[HOW TO COMPLETE THIS TASK]:
Search the records for the string "Parser" and return each line that has it.
[Opening DATASET section]
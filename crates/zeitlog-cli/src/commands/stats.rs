use clap::Subcommand;
use zeitlog_core::stats::{aggregate, WeekWindow};

#[derive(Subcommand)]
pub enum StatsAction {
    /// Weekly totals, overall and per project
    Week {
        /// Calendar year; defaults to the week containing today
        #[arg(long, requires = "week")]
        year: Option<i32>,
        /// Calendar week number (Jan-4 anchor rule)
        #[arg(long, requires = "year")]
        week: Option<u32>,
    },
}

pub fn run(action: StatsAction) -> Result<(), Box<dyn std::error::Error>> {
    let ctx = super::context()?;

    match action {
        StatsAction::Week { year, week } => {
            let window = match (year, week) {
                (Some(year), Some(week)) => WeekWindow::for_iso_week(year, week)?,
                _ => WeekWindow::current(),
            };
            let entries = {
                let db = ctx.db.lock().unwrap_or_else(|p| p.into_inner());
                db.entries_started_between(window.start, window.end)?
            };
            let report = aggregate(&entries, &window);
            println!("{}", serde_json::to_string_pretty(&report)?);
        }
    }
    Ok(())
}
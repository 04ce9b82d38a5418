//! Export rows for completed entries.
//!
//! Produces the ordered row sequence only; encoding into a transport format
//! (CSV text, download headers) is the caller's job.

use chrono::{DateTime, Duration, NaiveDate, NaiveTime, TimeZone, Utc};
use serde::{Deserialize, Serialize};

use crate::model::TimeEntry;

/// One exportable entry, with clocks and date pre-formatted.
#[derive(Debug, Clone, Serialize, Deserialize, PartialEq)]
pub struct ExportRow {
    pub project: String,
    pub description: String,
    /// `%H:%M:%S`
    pub start_clock: String,
    /// `%H:%M:%S`
    pub end_clock: String,
    pub duration_minutes: i64,
    /// `%Y-%m-%d`, taken from the entry's start.
    pub date: String,
}

/// Convert entries into export rows, preserving the given order and
/// skipping anything still running.
pub fn rows(entries: &[TimeEntry]) -> Vec<ExportRow> {
    entries
        .iter()
        .filter(|entry| !entry.is_running)
        .map(|entry| ExportRow {
            project: entry.project.clone(),
            description: entry.description.clone().unwrap_or_default(),
            start_clock: entry.start_time.format("%H:%M:%S").to_string(),
            end_clock: entry
                .end_time
                .map(|end| end.format("%H:%M:%S").to_string())
                .unwrap_or_default(),
            duration_minutes: entry.duration_minutes.unwrap_or(0),
            date: entry.start_time.format("%Y-%m-%d").to_string(),
        })
        .collect()
}

/// Start-of-day bound for a date-limited export.
pub fn start_of_day(date: NaiveDate) -> DateTime<Utc> {
    Utc.from_utc_datetime(&date.and_time(NaiveTime::MIN))
}

/// Inclusive end-of-day bound for a date-limited export.
pub fn end_of_day(date: NaiveDate) -> DateTime<Utc> {
    start_of_day(date) + Duration::hours(23) + Duration::minutes(59) + Duration::seconds(59)
}

#[cfg(test)]
mod tests {
    use super::*;

    #[test]
    fn rows_format_clocks_and_date_from_start() {
        let entry = TimeEntry {
            id: 1,
            project: "Alpha".to_string(),
            description: Some("design".to_string()),
            start_time: Utc.with_ymd_and_hms(2024, 1, 10, 9, 0, 0).unwrap(),
            end_time: Some(Utc.with_ymd_and_hms(2024, 1, 10, 9, 45, 30).unwrap()),
            duration_minutes: Some(45),
            is_running: false,
            created_at: Utc.with_ymd_and_hms(2024, 1, 10, 9, 0, 0).unwrap(),
        };

        let rows = rows(&[entry]);
        assert_eq!(
            rows[0],
            ExportRow {
                project: "Alpha".to_string(),
                description: "design".to_string(),
                start_clock: "09:00:00".to_string(),
                end_clock: "09:45:30".to_string(),
                duration_minutes: 45,
                date: "2024-01-10".to_string(),
            }
        );
    }

    #[test]
    fn running_entries_are_skipped() {
        let entry = TimeEntry {
            id: 1,
            project: "Alpha".to_string(),
            description: None,
            start_time: Utc.with_ymd_and_hms(2024, 1, 10, 9, 0, 0).unwrap(),
            end_time: None,
            duration_minutes: None,
            is_running: true,
            created_at: Utc.with_ymd_and_hms(2024, 1, 10, 9, 0, 0).unwrap(),
        };
        assert!(rows(&[entry]).is_empty());
    }

    #[test]
    fn day_bounds_cover_the_whole_day() {
        let date = NaiveDate::from_ymd_opt(2024, 1, 10).unwrap();
        assert_eq!(
            start_of_day(date),
            Utc.with_ymd_and_hms(2024, 1, 10, 0, 0, 0).unwrap()
        );
        assert_eq!(
            end_of_day(date),
            Utc.with_ymd_and_hms(2024, 1, 10, 23, 59, 59).unwrap()
        );
    }
}
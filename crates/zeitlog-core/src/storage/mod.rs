mod config;
pub mod database;

pub use config::{Config, EntriesConfig, ProjectsConfig, StorageConfig};
pub use database::Database;

use std::path::PathBuf;

use crate::error::StorageError;

/// Returns `~/.config/zeitlog[-dev]/` based on ZEITLOG_ENV.
///
/// Set ZEITLOG_ENV=dev to use a development data directory.
///
/// # Errors
/// Returns an error if creating the config directory fails.
pub fn data_dir() -> Result<PathBuf, StorageError> {
    let base_dir = dirs::home_dir()
        .unwrap_or_else(|| PathBuf::from("."))
        .join(".config");

    let env = std::env::var("ZEITLOG_ENV").unwrap_or_else(|_| "production".to_string());

    let dir = if env == "dev" {
        base_dir.join("zeitlog-dev")
    } else {
        base_dir.join("zeitlog")
    };

    std::fs::create_dir_all(&dir)?;
    Ok(dir)
}
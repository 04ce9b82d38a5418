use clap::{Parser, Subcommand};

mod commands;

#[derive(Parser)]
#[command(name = "zeitlog", version, about = "Zeitlog time tracking CLI")]
struct Cli {
    #[command(subcommand)]
    command: Commands,
}

#[derive(Subcommand)]
enum Commands {
    /// Timer control
    Timer {
        #[command(subcommand)]
        action: commands::timer::TimerAction,
    },
    /// Time entry management
    Entry {
        #[command(subcommand)]
        action: commands::entry::EntryAction,
    },
    /// Project management
    Project {
        #[command(subcommand)]
        action: commands::project::ProjectAction,
    },
    /// Configuration management
    Config {
        #[command(subcommand)]
        action: commands::config::ConfigAction,
    },
    /// Weekly statistics
    Stats {
        #[command(subcommand)]
        action: commands::stats::StatsAction,
    },
    /// Export completed entries as CSV lines
    Export {
        /// Lower date bound (YYYY-MM-DD, inclusive)
        #[arg(long)]
        from: Option<String>,
        /// Upper date bound (YYYY-MM-DD, inclusive)
        #[arg(long)]
        to: Option<String>,
    },
}

fn main() {
    env_logger::init();

    let cli = Cli::parse();
    let result = match cli.command {
        Commands::Timer { action } => commands::timer::run(action),
        Commands::Entry { action } => commands::entry::run(action),
        Commands::Project { action } => commands::project::run(action),
        Commands::Config { action } => commands::config::run(action),
        Commands::Stats { action } => commands::stats::run(action),
        Commands::Export { from, to } => commands::export::run(from, to),
    };

    if let Err(e) = result {
        eprintln!("error: {e}");
        std::process::exit(1);
    }
}
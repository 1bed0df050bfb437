//! A small adaptive-backoff spin lock.
//!
//! Guards the buffered ring's `in`/`out` indices and the element copy when
//! physical capacity is greater than one (see [`crate::buffered::Ring`]).
//! Held only across an index bump and one `memcpy` of `element_size`
//! bytes; never across a blocking semaphore call.

use std::sync::atomic::{AtomicU32, Ordering};
use std::time::Duration;

/// Busy-spin, then yield, then sleep (avoids burning a core under heavy
/// contention while staying cheap in the common, lightly-contended case).
#[inline]
fn backoff(k: &mut u32) {
    if *k < 4 {
        // busy spin
    } else if *k < 16 {
        std::hint::spin_loop();
    } else if *k < 32 {
        std::thread::yield_now();
    } else {
        std::thread::sleep(Duration::from_micros(50));
        return;
    }
    *k += 1;
}

pub struct SpinLock {
    locked: AtomicU32,
}

impl SpinLock {
    pub const fn new() -> Self {
        Self {
            locked: AtomicU32::new(0),
        }
    }

    pub fn lock(&self) {
        let mut k = 0u32;
        while self.locked.swap(1, Ordering::Acquire) != 0 {
            backoff(&mut k);
        }
    }

    pub fn unlock(&self) {
        self.locked.store(0, Ordering::Release);
    }
}

impl Default for SpinLock {
    fn default() -> Self {
        Self::new()
    }
}

unsafe impl Send for SpinLock {}
unsafe impl Sync for SpinLock {}

#[cfg(test)]
mod tests {
    use super::*;
    use std::sync::atomic::AtomicUsize;
    use std::sync::Arc;
    use std::thread;

    #[test]
    fn mutual_exclusion_under_contention() {
        let lock = Arc::new(SpinLock::new());
        let counter = Arc::new(AtomicUsize::new(0));
        let mut threads = Vec::new();
        for _ in 0..8 {
            let lock = lock.clone();
            let counter = counter.clone();
            threads.push(thread::spawn(move || {
                for _ in 0..1000 {
                    lock.lock();
                    let v = counter.load(Ordering::Relaxed);
                    counter.store(v + 1, Ordering::Relaxed);
                    lock.unlock();
                }
            }));
        }
        for t in threads {
            t.join().unwrap();
        }
        assert_eq!(counter.load(Ordering::Relaxed), 8000);
    }

    #[test]
    fn starts_unlocked() {
        let lock = SpinLock::new();
        lock.lock();
        lock.unlock();
    }
}
//! A typed inter-thread (and, via shared memory, inter-process) channel
//! whose readiness is exposed as pollable kernel file descriptors.
//!
//! Two variants share one external interface ([`Channel`]):
//!  * an **unbuffered** rendezvous (`capacity == 0`), where the sender's
//!    return is ordered after the receiver's copy-out ("receiver completes
//!    first");
//!  * a **buffered** ring (`capacity >= 1`), where the sender returns as
//!    soon as its payload is copied into the ring.
//!
//! [`Channel::sender_fd`]/[`Channel::receiver_fd`] expose the underlying
//! counting semaphores' descriptors for registration with an external
//! `select`/`poll`/`epoll` loop. The [`typed`] module layers a generic,
//! zero-boilerplate `Sender<T>`/`Receiver<T>` pair on top of the raw
//! byte-copy core for callers who don't want to hand-roll byte slices.
//!
//! This crate does not implement thread/process creation, a multiplexer,
//! or a generic test harness (those are external collaborators a caller
//! supplies: a thread pool, `mio`/`tokio`, etc). It also does not support
//! selecting across multiple channels atomically; that's left to whatever
//! the caller polls the exposed descriptors with.

pub mod buffered;
pub mod channel;
pub mod sem;
pub mod spinlock;
pub mod storage;
pub mod typed;
pub mod unbuffered;

pub use channel::Channel;
pub use typed::{channel, Receiver, Sender};

/// Errors that can occur while constructing a [`Channel`].
///
/// Once a channel is constructed, `send`/`recv` are total: the only
/// remaining failure modes are kernel-invariant violations (a short read
/// or write on a semaphore descriptor), which are fatal programming errors
/// and panic rather than return a `Result`.
#[derive(thiserror::Error, Debug)]
pub enum Error {
    #[error("memfd error")]
    Memfd(#[from] memfd::Error),
    #[error("I/O error")]
    Io(#[from] std::io::Error),
    #[error("element_size must be greater than zero")]
    ZeroSizeElement,
}
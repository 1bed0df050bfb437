//! Shared storage block for channel payloads and the element counter.
//!
//! Backed by a close-on-exec `memfd` mapped `MAP_SHARED` via `memmap2`.
//! A memfd rather than a plain heap allocation is what makes this block
//! visible to a forked child without any further IPC: the memfd *is* the
//! cross-process handle.

use std::sync::atomic::AtomicU64;

use memfd::MemfdOptions;
use memmap2::{MmapOptions, MmapRaw};

use crate::Error;

/// Bytes reserved at the front of the mapping for the shared element
/// counter: a cache-line-sized header before the element slots.
const HEADER_SIZE: usize = 64;

pub struct SharedStorage {
    // Kept alive for as long as the mapping is; never read/written after
    // construction.
    _memfd: memfd::Memfd,
    mmap: MmapRaw,
}

impl SharedStorage {
    /// Allocates a `HEADER_SIZE + capacity_physical * element_size` byte
    /// block from an anonymous, close-on-exec memfd and maps it
    /// `MAP_SHARED`. The kernel zero-fills the pages, so `element_count`
    /// starts at zero without any explicit initialisation.
    pub fn new(element_size: usize, capacity_physical: usize) -> Result<Self, Error> {
        let bytes = HEADER_SIZE + capacity_physical * element_size;
        let opts = MemfdOptions::default().close_on_exec(true);
        let memfd = opts.create("chanfd")?;
        memfd.as_file().set_len(bytes as u64)?;
        let mmap = MmapOptions::new().map_raw(memfd.as_file())?;
        Ok(Self {
            _memfd: memfd,
            mmap,
        })
    }

    /// The shared element counter living in the mapping's header, visible
    /// identically to every thread and to any process that inherits the
    /// memfd.
    pub fn element_count(&self) -> &AtomicU64 {
        unsafe { &*(self.mmap.as_mut_ptr() as *const AtomicU64) }
    }

    /// Pointer to the start of the element slots, past the header.
    pub fn slots_ptr(&self) -> *mut u8 {
        unsafe { self.mmap.as_mut_ptr().add(HEADER_SIZE) }
    }
}

// The mapping is shared memory; every access through it is either an
// atomic op on `element_count` or a byte copy guarded by the owning
// protocol's semaphores/spinlock.
unsafe impl Send for SharedStorage {}
unsafe impl Sync for SharedStorage {}

#[cfg(test)]
mod tests {
    use super::*;
    use std::sync::atomic::Ordering;

    #[test]
    fn element_count_starts_zero() {
        let s = SharedStorage::new(8, 4).unwrap();
        assert_eq!(s.element_count().load(Ordering::Relaxed), 0);
    }

    #[test]
    fn slots_are_writable_and_distinct() {
        let s = SharedStorage::new(4, 3).unwrap();
        for i in 0..3usize {
            unsafe {
                let p = s.slots_ptr().add(i * 4);
                std::ptr::write_bytes(p, i as u8, 4);
            }
        }
        for i in 0..3usize {
            let byte = unsafe { *s.slots_ptr().add(i * 4) };
            assert_eq!(byte, i as u8);
        }
    }
}
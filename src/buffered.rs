//! The buffered (`capacity >= 1`) ring protocol: two sequence indices over
//! the shared storage, protected by a spinlock that is elided when the
//! physical capacity is 1 (the free/filled semaphores alone then provide
//! mutual exclusion).

use std::os::unix::io::RawFd;
use std::ptr;
use std::sync::atomic::{AtomicU64, AtomicUsize, Ordering};

use crate::sem::Sem;
use crate::spinlock::SpinLock;
use crate::storage::SharedStorage;
use crate::Error;

pub struct Ring {
    free: Sem,
    filled: Sem,
    lock: Option<SpinLock>,
    storage: SharedStorage,
    in_idx: AtomicUsize,
    out_idx: AtomicUsize,
    capacity_physical: usize,
    element_size: usize,
}

impl Ring {
    /// `capacity` is the channel's declared capacity (`>= 1`); the
    /// physical ring always has `max(capacity, 1)` slots.
    pub fn create(element_size: usize, capacity: usize) -> Result<Self, Error> {
        let capacity_physical = capacity.max(1);
        let storage = SharedStorage::new(element_size, capacity_physical)?;
        let lock = if capacity_physical > 1 {
            Some(SpinLock::new())
        } else {
            None
        };
        Ok(Self {
            free: Sem::new(capacity_physical as u64)?,
            filled: Sem::new(0)?,
            lock,
            storage,
            in_idx: AtomicUsize::new(0),
            out_idx: AtomicUsize::new(0),
            capacity_physical,
            element_size,
        })
    }

    fn slot(&self, index: usize) -> *mut u8 {
        unsafe { self.storage.slots_ptr().add(index * self.element_size) }
    }

    fn element_count(&self) -> &AtomicU64 {
        self.storage.element_count()
    }

    pub fn capacity_physical(&self) -> usize {
        self.capacity_physical
    }

    /// Runs `f` under the spinlock, or directly if the lock was elided at
    /// capacity 1 (where the semaphores alone already serialise access).
    fn with_lock<R>(&self, f: impl FnOnce() -> R) -> R {
        match &self.lock {
            Some(lock) => {
                lock.lock();
                let r = f();
                lock.unlock();
                r
            }
            None => f(),
        }
    }

    pub fn send(&self, data: &[u8]) {
        debug_assert_eq!(data.len(), self.element_size);
        self.free.acquire();
        self.with_lock(|| {
            let idx = self.in_idx.load(Ordering::Relaxed);
            unsafe { ptr::copy_nonoverlapping(data.as_ptr(), self.slot(idx), self.element_size) };
            self.in_idx
                .store((idx + 1) % self.capacity_physical, Ordering::Relaxed);
        });
        self.filled.release(1);
        self.element_count().fetch_add(1, Ordering::Release);
    }

    pub fn recv(&self, data: &mut [u8]) {
        debug_assert_eq!(data.len(), self.element_size);
        self.filled.acquire();
        self.with_lock(|| {
            let idx = self.out_idx.load(Ordering::Relaxed);
            unsafe { ptr::copy_nonoverlapping(self.slot(idx), data.as_mut_ptr(), self.element_size) };
            self.out_idx
                .store((idx + 1) % self.capacity_physical, Ordering::Relaxed);
        });
        self.free.release(1);
        self.element_count().fetch_sub(1, Ordering::Release);
    }

    pub fn sender_fd(&self) -> RawFd {
        self.free.as_raw_fd()
    }

    pub fn receiver_fd(&self) -> RawFd {
        self.filled.as_raw_fd()
    }

    pub fn is_empty(&self) -> bool {
        self.element_count().load(Ordering::Acquire) == 0
    }
}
[Closing DATASET section]
[ANSWER TO THIS PROBLEM]:
use clap::{Parser, Subcommand};
#[derive(Parser)]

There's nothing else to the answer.